EXERCISE PROMPT>
List all lines in the material below that contain "None".

-*-*-

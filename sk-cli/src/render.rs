//! Terminal rendering: boards, counts, durations.

use std::time::Duration;

use sk_core::{Board, Cell};

/// Cell glyphs for board output.
#[derive(Debug, Clone, Copy)]
pub struct Glyphs {
    pub peg: &'static str,
    pub hole: &'static str,
    pub off: &'static str,
}

impl Glyphs {
    pub const EMOJI: Glyphs = Glyphs {
        peg: "🟡",
        hole: "⚫",
        off: "  ",
    };

    pub const ASCII: Glyphs = Glyphs {
        peg: "o",
        hole: ".",
        off: " ",
    };

    pub fn pick(ascii: bool) -> Glyphs {
        if ascii {
            Self::ASCII
        } else {
            Self::EMOJI
        }
    }
}

/// Board as seven lines, each indented by `indent`.
pub fn board(b: &Board, g: Glyphs, indent: &str) -> String {
    let mut out = String::new();
    for row in b.cells() {
        out.push_str(indent);
        for cell in row {
            out.push_str(match cell {
                Cell::Peg => g.peg,
                Cell::Empty => g.hole,
                Cell::OutOfBounds => g.off,
            });
        }
        // Off-board padding is trailing noise.
        let trimmed = out.trim_end_matches(' ').len();
        out.truncate(trimmed);
        out.push('\n');
    }
    out
}

/// `1234567` -> `1,234,567`.
pub fn thousands(n: u64) -> String {
    let digits = n.to_string();
    let mut out = String::with_capacity(digits.len() + digits.len() / 3);
    for (i, ch) in digits.chars().enumerate() {
        if i > 0 && (digits.len() - i) % 3 == 0 {
            out.push(',');
        }
        out.push(ch);
    }
    out
}

/// Milliseconds below 10 s, seconds from there on.
pub fn elapsed(d: Duration) -> String {
    if d < Duration::from_secs(10) {
        format!("{} ms", thousands(d.as_millis() as u64))
    } else {
        format!("{:.2} s", d.as_secs_f64())
    }
}

pub fn yes_no(b: bool) -> &'static str {
    if b {
        "yes"
    } else {
        "no"
    }
}
//! sk-core: Board model, move generation, randomized trials, and configuration.

pub mod board;
pub mod config;
pub mod moves;
pub mod seed;
pub mod trial;

pub use board::{is_on_board, new_board, Board, BoardError, Cell, Pos, CENTER, SIZE};
pub use config::{Config, ConfigError};
pub use moves::{apply_move, legal_moves, legal_moves_into, ApplyError, Direction, Move};
pub use seed::{splitmix64, trial_rng, trial_seed};
pub use trial::{
    play_trial, play_trial_from, play_trial_with_sink, EndReason, TrialOutcome, TrialSink,
    DEFAULT_MOVE_CAP,
};

/// Crate version.
pub const VERSION: &str = env!("CARGO_PKG_VERSION");


#[cfg(test)]
mod board_tests;
#[cfg(test)]
mod moves_tests;
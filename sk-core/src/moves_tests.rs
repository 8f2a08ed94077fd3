#[cfg(test)]
mod tests {
    use std::collections::HashSet;

    use rand::Rng;
    use rand_chacha::ChaCha8Rng;
    use rand_core::SeedableRng;

    use crate::moves::candidate_jump_count;
    use crate::{
        apply_move, legal_moves, legal_moves_into, new_board, ApplyError, Board, Cell, Direction,
        Move, Pos, CENTER,
    };

    fn as_set(moves: &[Move]) -> HashSet<Move> {
        moves.iter().copied().collect()
    }

    #[test]
    fn english_board_has_76_geometric_jumps() {
        assert_eq!(candidate_jump_count(), 76);
    }

    #[test]
    fn initial_board_has_four_symmetric_moves() {
        let moves = legal_moves(&new_board());
        assert_eq!(moves.len(), 4);
        for m in &moves {
            assert_eq!(m.to, CENTER);
        }
        let dirs: HashSet<Direction> = moves.iter().filter_map(|m| m.direction()).collect();
        assert_eq!(dirs.len(), 4);

        let want: HashSet<Move> = [
            Move { from: Pos::new(1, 3), over: Pos::new(2, 3), to: CENTER },
            Move { from: Pos::new(5, 3), over: Pos::new(4, 3), to: CENTER },
            Move { from: Pos::new(3, 1), over: Pos::new(3, 2), to: CENTER },
            Move { from: Pos::new(3, 5), over: Pos::new(3, 4), to: CENTER },
        ]
        .into_iter()
        .collect();
        assert_eq!(as_set(&moves), want);
    }

    #[test]
    fn jump_geometry_is_collinear_and_evenly_spaced() {
        let m = Move::jump(Pos::new(2, 0), Direction::East).unwrap();
        assert_eq!(m.over, Pos::new(2, 1));
        assert_eq!(m.to, Pos::new(2, 2));
        assert_eq!(m.direction(), Some(Direction::East));

        // Landing off the cross.
        assert_eq!(Move::jump(Pos::new(0, 2), Direction::West), None);
        assert_eq!(Move::jump(Pos::new(1, 3), Direction::North), None);
    }

    #[test]
    fn legal_moves_is_idempotent() {
        let mut rng = ChaCha8Rng::seed_from_u64(11);
        let mut b = new_board();
        for _ in 0..10 {
            let a = legal_moves(&b);
            let c = legal_moves(&b);
            assert_eq!(as_set(&a), as_set(&c));
            if a.is_empty() {
                break;
            }
            b.apply(&a[rng.gen_range(0..a.len())]).unwrap();
        }
    }

    #[test]
    fn legal_moves_has_no_duplicates_and_all_are_valid() {
        let mut rng = ChaCha8Rng::seed_from_u64(3);
        let mut b = new_board();
        loop {
            let moves = legal_moves(&b);
            assert_eq!(as_set(&moves).len(), moves.len());
            for m in &moves {
                assert_eq!(b.get(m.from), Cell::Peg);
                assert_eq!(b.get(m.over), Cell::Peg);
                assert_eq!(b.get(m.to), Cell::Empty);
                assert!(m.direction().is_some());
            }
            if moves.is_empty() {
                break;
            }
            b.apply(&moves[rng.gen_range(0..moves.len())]).unwrap();
        }
    }

    #[test]
    fn every_legal_move_removes_exactly_one_peg() {
        let mut rng = ChaCha8Rng::seed_from_u64(99);
        for _game in 0..50 {
            let mut b = new_board();
            loop {
                let moves = legal_moves(&b);
                if moves.is_empty() {
                    break;
                }
                let before = b.remaining_pegs();
                for m in &moves {
                    let next = apply_move(b, m).unwrap();
                    assert_eq!(next.remaining_pegs(), before - 1);
                    assert_eq!(next.get(m.from), Cell::Empty);
                    assert_eq!(next.get(m.over), Cell::Empty);
                    assert_eq!(next.get(m.to), Cell::Peg);
                }
                b.apply(&moves[rng.gen_range(0..moves.len())]).unwrap();
            }
        }
    }

    #[test]
    fn isolated_pegs_have_no_moves() {
        let b = Board::with_pegs(&[Pos::new(0, 2), Pos::new(3, 3), Pos::new(6, 4)]).unwrap();
        assert!(legal_moves(&b).is_empty());
    }

    #[test]
    fn legal_moves_into_clears_buffer() {
        let mut buf = legal_moves(&new_board());
        legal_moves_into(&Board::empty(), &mut buf);
        assert!(buf.is_empty());
    }

    #[test]
    fn apply_rejects_moves_not_generated() {
        let b = new_board();

        // Landing on a peg.
        let onto_peg = Move::jump(Pos::new(2, 0), Direction::East).unwrap();
        let err = apply_move(b, &onto_peg).unwrap_err();
        assert!(matches!(err, ApplyError::IllegalMove { .. }));

        // Jumping over the hole.
        let over_hole = Move::jump(Pos::new(3, 2), Direction::East).unwrap();
        let err = apply_move(b, &over_hole).unwrap_err();
        assert!(matches!(err, ApplyError::IllegalMove { .. }));

        // Not a straight two-cell jump.
        let diagonal = Move {
            from: Pos::new(1, 2),
            over: Pos::new(2, 3),
            to: CENTER,
        };
        let err = apply_move(b, &diagonal).unwrap_err();
        assert_eq!(err, ApplyError::NotAJump { mv: diagonal });

        // Hand-built jumps starting in a corner or below the grid.
        for (from, over, to) in [
            (Pos::new(1, 1), Pos::new(1, 2), Pos::new(1, 3)),
            (Pos::new(7, 3), Pos::new(6, 3), Pos::new(5, 3)),
        ] {
            let mv = Move { from, over, to };
            let err = apply_move(b, &mv).unwrap_err();
            assert_eq!(err, ApplyError::NotAJump { mv });
        }
    }

    #[test]
    fn jump_requires_source_on_board() {
        assert_eq!(Move::jump(Pos::new(1, 1), Direction::East), None);
        assert_eq!(Move::jump(Pos::new(7, 3), Direction::North), None);
        assert_eq!(Move::jump(Pos::new(0, 0), Direction::South), None);
        assert!(Move::jump(Pos::new(6, 3), Direction::North).is_some());
    }

    #[test]
    fn get_outside_grid_is_out_of_bounds() {
        let b = new_board();
        assert_eq!(b.get(Pos::new(7, 3)), Cell::OutOfBounds);
        assert_eq!(b.get(Pos::new(3, 9)), Cell::OutOfBounds);
        assert_eq!(b.get(Pos::new(3, 4)), Cell::Peg);
    }

    #[test]
    fn failed_apply_leaves_board_untouched() {
        let mut b = new_board();
        let bad = Move::jump(Pos::new(2, 0), Direction::East).unwrap();
        assert!(b.apply(&bad).is_err());
        assert_eq!(b, new_board());
    }
}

-*-*-

COMPLETED EXERCISE>
        assert_eq!(Move::jump(Pos::new(0, 2), Direction::West), None);
        assert_eq!(Move::jump(Pos::new(1, 3), Direction::North), None);
        assert_eq!(Move::jump(Pos::new(1, 1), Direction::East), None);
        assert_eq!(Move::jump(Pos::new(7, 3), Direction::North), None);
        assert_eq!(Move::jump(Pos::new(0, 0), Direction::South), None);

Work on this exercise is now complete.